On 8 November 2016, within minutes of Indian Prime Minister announcing the demonetisation of 86% of currency, Richard H.Thaler Professor of Behavioral Science and Economics, University of Chicago Booth School of Business tweeted:
This is a policy I have long supported. First step toward cashless and good start on reducing corruption. https://t.co/KFBLIJSrLr
— Richard H Thaler (@R_Thaler) November 8, 2016
This is a policy I have long supported. First step toward cashless and good start on reducing corruption.
When somebody informed him that the govt. was planning to introduce Rs.2000 currency notes, he tweeted “Really? Damn”
The same Prof. Thaler has won this year’s Nobel Prize for economics, though not for his support for the disaster of demonetisation in India (that only shows his tenuous links with realities). He wins the prize for his having "built a bridge between the economic and psychological analyses of individual decision-making". His empirical findings and theoretical insights have been instrumental in creating the new and rapidly expanding field of behavioral economics, which has had a profound impact on many areas of economic research and policy according to the official press release.
What’s does all this mean? Classical economics held that individuals make decisions based on rational self interest. This was nothing but a justification of capitalism where everybody is competing against everybody and the invisible hand of the market is supposed to be controlling everything.
However, as world history had repeatedly shown this theory was not working. Capitalism and the market were only working in favour of the propertied classes at the cost of the labouring ones.
In the 1980s, with the rise of neoliberalism, a new economic theory arose from supporters of capitalism. This was called behavioural economics. Its leading lights were Daniel Kahneman, Amos Tversky, Robert Shiller, Senthil Mullainathan, Cass Sunstein - and this year’s Nobel winner Richard Thaler.
These people argued that people often behave irrationally (they don’t say so but what they mean is people behave foolishly) and not in their self interest as posited by the classical economists. They documented hundreds of such cases in the real world. And, they harnessed psychology, cognitive science, anthropology, sociology etc. to build their alternative model, called behavioural economics.
This would have remained an entertaining parlour game – explaining all kinds of weird behaviour from binge drinking to dog fights of striker planes – except that the steel fist under the velvet glove was revealed pretty quickly.
Behavioural economics became the favourite tool of neoliberal regimes to manage poor people, whose numbers and anger was growing every day. Poor people often act foolishly, the behavioural economists and their supporters argued, and government policy needs to take this on board to devise suitable policies to ‘nudge’ them into taking the right decisions.

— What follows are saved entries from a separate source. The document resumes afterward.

use async_trait::async_trait;
use sqlx::SqlitePool;
use tracing::info;

use crate::database::ports::UsersRepository;
use crate::error::{CoreError, Result};
use crate::users::{NewUser, PublicProfile, User, UserCredentials};

const USER_COLUMNS: &str = "id, username, email, avatar_url, role, created_at";

/// Escape LIKE wildcards so user input matches literally.
pub(crate) fn like_pattern(needle: &str) -> String {
    let mut escaped = String::with_capacity(needle.len() + 2);
    escaped.push('%');
    for c in needle.chars() {
        if matches!(c, '%' | '_' | '\\') {
            escaped.push('\\');
        }
        escaped.push(c);
    }
    escaped.push('%');
    escaped
}

fn map_unique(e: sqlx::Error, action: &str) -> CoreError {
    if let Some(db_err) = e.as_database_error()
        && db_err.is_unique_violation()
    {
        if db_err.message().contains("users.email") {
            return CoreError::Conflict("Email already exists".to_string());
        }
        return CoreError::Conflict("Username already exists".to_string());
    }
    CoreError::Internal(format!("Failed to {action}: {e}"))
}

/// SQLite-backed implementation of the `UsersRepository` port.
#[derive(Clone, Debug)]
pub struct SqliteUsersRepository {
    pool: SqlitePool,
}

impl SqliteUsersRepository {
    pub fn new(pool: SqlitePool) -> Self {
        Self { pool }
    }

    fn pool(&self) -> &SqlitePool {
        &self.pool
    }
}

#[async_trait]
impl UsersRepository for SqliteUsersRepository {
    async fn create_user(&self, user: &NewUser) -> Result<User> {
        let created = sqlx::query_as::<_, User>(&format!(
            r#"
            INSERT INTO users (username, email, password_hash, role, created_at)
            VALUES (
                ?, ?, ?,
                CASE WHEN EXISTS (SELECT 1 FROM users) THEN 'user' ELSE 'admin' END,
                ?
            )
            RETURNING {USER_COLUMNS}
            "#
        ))
        .bind(&user.username)
        .bind(&user.email)
        .bind(&user.password_hash)
        .bind(user.created_at)
        .fetch_one(self.pool())
        .await
        .map_err(|e| map_unique(e, "create user"))?;

        info!(
            user_id = created.id,
            role = ?created.role,
            "created user {}",
            created.username
        );
        Ok(created)
    }

    async fn get_user_by_id(&self, id: i64) -> Result<Option<User>> {
        let user = sqlx::query_as::<_, User>(&format!(
            "SELECT {USER_COLUMNS} FROM users WHERE id = ?"
        ))
        .bind(id)
        .fetch_optional(self.pool())
        .await?;
        Ok(user)
    }

    async fn get_credentials_by_username(
        &self,
        username: &str,
    ) -> Result<Option<UserCredentials>> {
        let creds = sqlx::query_as::<_, UserCredentials>(&format!(
            "SELECT {USER_COLUMNS}, password_hash FROM users \
             WHERE username = ? COLLATE NOCASE"
        ))
        .bind(username)
        .fetch_optional(self.pool())
        .await?;
        Ok(creds)
    }

    async fn get_password_hash(&self, user_id: i64) -> Result<Option<String>> {
        let hash = sqlx::query_scalar::<_, String>(
            "SELECT password_hash FROM users WHERE id = ?",
        )
        .bind(user_id)
        .fetch_optional(self.pool())
        .await?;
        Ok(hash)
    }

    async fn update_password(
        &self,
        user_id: i64,
        password_hash: &str,
    ) -> Result<()> {
        let result =
            sqlx::query("UPDATE users SET password_hash = ? WHERE id = ?")
                .bind(password_hash)
                .bind(user_id)
                .execute(self.pool())
                .await?;

        if result.rows_affected() == 0 {
            return Err(CoreError::NotFound(format!("user {user_id}")));
        }
        Ok(())
    }

    async fn update_profile(
        &self,
        user_id: i64,
        username: Option<&str>,
        avatar_url: Option<&str>,
    ) -> Result<User> {
        sqlx::query_as::<_, User>(&format!(
            r#"
            UPDATE users
            SET username = COALESCE(?, username),
                avatar_url = CASE WHEN ? THEN NULLIF(?, '') ELSE avatar_url END
            WHERE id = ?
            RETURNING {USER_COLUMNS}
            "#
        ))
        .bind(username)
        .bind(avatar_url.is_some())
        .bind(avatar_url)
        .bind(user_id)
        .fetch_optional(self.pool())
        .await
        .map_err(|e| map_unique(e, "update profile"))?
        .ok_or_else(|| CoreError::NotFound(format!("user {user_id}")))
    }

    async fn search_users(
        &self,
        needle: &str,
        exclude_id: i64,
        limit: u32,
    ) -> Result<Vec<PublicProfile>> {
        let users = sqlx::query_as::<_, PublicProfile>(
            r#"
            SELECT id, username, avatar_url, created_at
            FROM users
            WHERE username LIKE ? ESCAPE '\' AND id <> ?
            ORDER BY username COLLATE NOCASE
            LIMIT ?
            "#,
        )
        .bind(like_pattern(needle))
        .bind(exclude_id)
        .bind(i64::from(limit))
        .fetch_all(self.pool())
        .await?;
        Ok(users)
    }

    async fn get_all_users(&self) -> Result<Vec<User>> {
        let users = sqlx::query_as::<_, User>(&format!(
            "SELECT {USER_COLUMNS} FROM users ORDER BY id"
        ))
        .fetch_all(self.pool())
        .await?;
        Ok(users)
    }

    async fn delete_user(&self, id: i64) -> Result<bool> {
        let result = sqlx::query("DELETE FROM users WHERE id = ?")
            .bind(id)
            .execute(self.pool())
            .await?;
        Ok(result.rows_affected() > 0)
    }
}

This step served two purposes: it shifted the attention away from systemic reasons for existence of poverty, unemployment, etc. and it freed governments from spending money on their alleviation. If the poor were poor because of their own foolishness, all the government needed to do was to ‘nudge’ them through quiet suggestion and psy ops towards taking the right decisions.
Thaler emerged as the poster boy for this unashamed apologia of neoliberalism. His bestselling book “Nudge: Improving Decisions about Health, Wealth and Happiness” (2008) urged that governments should take small easily understood steps to gently push people into making better choices. For instance, a study was quoted to show that people in need of cash acted more irrationally than those with cash – another way of saying that the poor are stupid. So, when delivering a cash benefit to them, you can accompany it with messages for, say, schooling of girl child or other desirable things. If the messages are delivered before they get cash, the poor will simply junk them.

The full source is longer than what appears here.